Transition Therapeutics Inc has received clearance from the US Food and Drug Administration (FDA) to initiate a phase I clinical trial for its lead Alzheimer's drug product, AZD-103. The AZD-103 compound is a possible disease-modifying therapeutic drug candidate for the treatment of Alzheimer's disease. This unique class of drug candidates may provide significant advantages over the current therapies on the market.

The phase I trial is a single blind, randomized, placebo controlled study in which healthy volunteers will receive placebo or an escalating acute dose of AZD-103. The primary objectives of the trial are to evaluate the safety, tolerability and pharmacokinetics of AZD-103. Enrolment for this trial is expected to begin September 2006.

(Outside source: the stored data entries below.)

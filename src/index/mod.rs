//! Dataset index: collection, transformation and persistence.
//!
//! An `Index` moves through `Uninitialized -> Initialized -> Collected ->
//! Transformed -> Saved`. Each step checks the current state and fails with
//! `InvalidState` when called out of order.
//!
//! Ownership model:
//! - Sources, schema and graph are shared read-only collaborators.
//! - The index owns merged records, typed rows, tracked fingerprints and the
//!   run report.

use std::collections::{BTreeMap, BTreeSet};
use std::fs;
use std::path::Path;
use std::sync::Arc;

use indexmap::IndexMap;
use rayon::prelude::*;
use tracing::{debug, info, warn};

use crate::checksum::{ChecksumCache, checksum_bytes, dataset_checksum};
use crate::config::{DatasetConfig, DynSource};
use crate::constants::fields;
use crate::errors::IndexError;
use crate::operations::OperationRegistry;
use crate::schema::FieldSchema;
use crate::source::{CollectScope, MergePolicy, SourceAdapter, SourceItem, SourceStage};
use crate::transformer::TransformerGraph;
use crate::types::{ChecksumHex, DatasetId, ItemId, RawFieldMap, SourceId};

/// Run summaries.
pub mod report;
/// Table and manifest encoding.
pub mod table;

pub use report::{BuildReport, ReportEntry, SourceErrors};
pub use table::{IndexRow, Manifest, columns, manifest_path};

type Fingerprints = BTreeMap<ItemId, BTreeMap<SourceId, ChecksumHex>>;

/// Lifecycle state of an index.
#[derive(Clone, Copy, Debug, Default, PartialEq, Eq)]
pub enum IndexState {
    /// No schema or graph yet.
    #[default]
    Uninitialized,
    /// Schema, graph and sources are set up.
    Initialized,
    /// Sources were collected and merged.
    Collected,
    /// Rows were built.
    Transformed,
    /// Rows were saved or loaded.
    Saved,
}

impl IndexState {
    /// Lowercase label used in errors and logs.
    pub fn as_str(self) -> &'static str {
        match self {
            IndexState::Uninitialized => "uninitialized",
            IndexState::Initialized => "initialized",
            IndexState::Collected => "collected",
            IndexState::Transformed => "transformed",
            IndexState::Saved => "saved",
        }
    }
}

/// Raw fields of one item after merging every source.
#[derive(Clone, Debug, Default, PartialEq)]
pub struct MergedRecord {
    /// Item identifier.
    pub item_id: ItemId,
    /// Raw fields merged across sources.
    pub fields: RawFieldMap,
}

/// Merge `incoming` into `target` under `policy`.
pub fn merge_fields(target: &mut RawFieldMap, incoming: RawFieldMap, policy: MergePolicy) {
    for (name, value) in incoming {
        match (policy, target.get_mut(&name)) {
            (MergePolicy::Additive, Some(existing)) => {
                let previous = std::mem::take(existing);
                *existing = previous.append(value);
            }
            (_, Some(existing)) => *existing = value,
            (_, None) => {
                target.insert(name, value);
            }
        }
    }
}

/// Checksum of the source file behind a record, if any source reported one.
fn file_checksum_field(record: &RawFieldMap) -> Option<ChecksumHex> {
    let suffix = format!(".{}", fields::CHECKSUM);
    record
        .iter()
        .find(|(name, _)| name.as_str() == fields::CHECKSUM || name.ends_with(&suffix))
        .map(|(_, value)| value.to_cell())
        .filter(|checksum| !checksum.is_empty())
}

struct SourceBuffer {
    items: Vec<SourceItem>,
    errors: Vec<IndexError>,
}

fn collect_source(source: &DynSource, scope: &CollectScope) -> Result<SourceBuffer, IndexError> {
    let mut buffer = SourceBuffer {
        items: Vec::new(),
        errors: Vec::new(),
    };
    for item in source.collect(scope)? {
        match item {
            Ok(item) => buffer.items.push(item),
            Err(err) => {
                warn!(source_id = %source.id(), error = %err, "skipping unreadable item");
                buffer.errors.push(err);
            }
        }
    }
    debug!(
        source_id = %source.id(),
        items = buffer.items.len(),
        errors = buffer.errors.len(),
        "collected source"
    );
    Ok(buffer)
}

fn build_row(
    schema: &FieldSchema,
    graph: &TransformerGraph,
    record: &MergedRecord,
) -> (IndexRow, Vec<IndexError>) {
    let mut errors = Vec::new();
    let mut transformed = match graph.transform(&record.fields) {
        Ok(transformed) => transformed,
        Err(err) => {
            errors.push(err);
            record.fields.clone()
        }
    };
    transformed
        .entry(fields::ID.to_string())
        .or_insert_with(|| record.item_id.clone().into());

    let (values, coercion_errors) = schema.coerce_record(&transformed);
    errors.extend(coercion_errors);
    let missing = schema.missing_required(&values);
    let valid = missing.is_empty();
    errors.extend(missing.into_iter().map(IndexError::MissingRequiredField));

    let file_checksum = file_checksum_field(&record.fields);
    let mut row = IndexRow {
        item_id: record.item_id.clone(),
        values,
        checksum: ChecksumHex::new(),
        has_file: file_checksum.is_some(),
        valid,
    };
    row.checksum = match file_checksum {
        Some(checksum) => checksum,
        None => table::cells_checksum(&row.cells(schema)),
    };
    (row, errors)
}

/// Metadata index of one dataset.
pub struct Index {
    dataset_id: DatasetId,
    state: IndexState,
    schema: Arc<FieldSchema>,
    graph: Arc<TransformerGraph>,
    sources: Vec<DynSource>,
    checksums: Arc<ChecksumCache>,
    records: Vec<MergedRecord>,
    rows: Vec<IndexRow>,
    fingerprints: Fingerprints,
    report: BuildReport,
}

"The AZD-103 phase I clinical trial announced April 27, 2006 has completed enrolment and Transition will release data from this study in the near future."

AZD-103 is part of an emerging class of disease-modifying drugs, which have the potential to both reduce disease progression and improve symptoms such as cognitive function.

Alzheimer's disease is a progressive brain disorder, which gradually destroys a person's memory and ability to learn reason, make judgments, communicate and carry out daily activities. The disease affects more than 4 million Americans, and with an aging population is expected to double over the next 20 years unless an effective therapy is developed.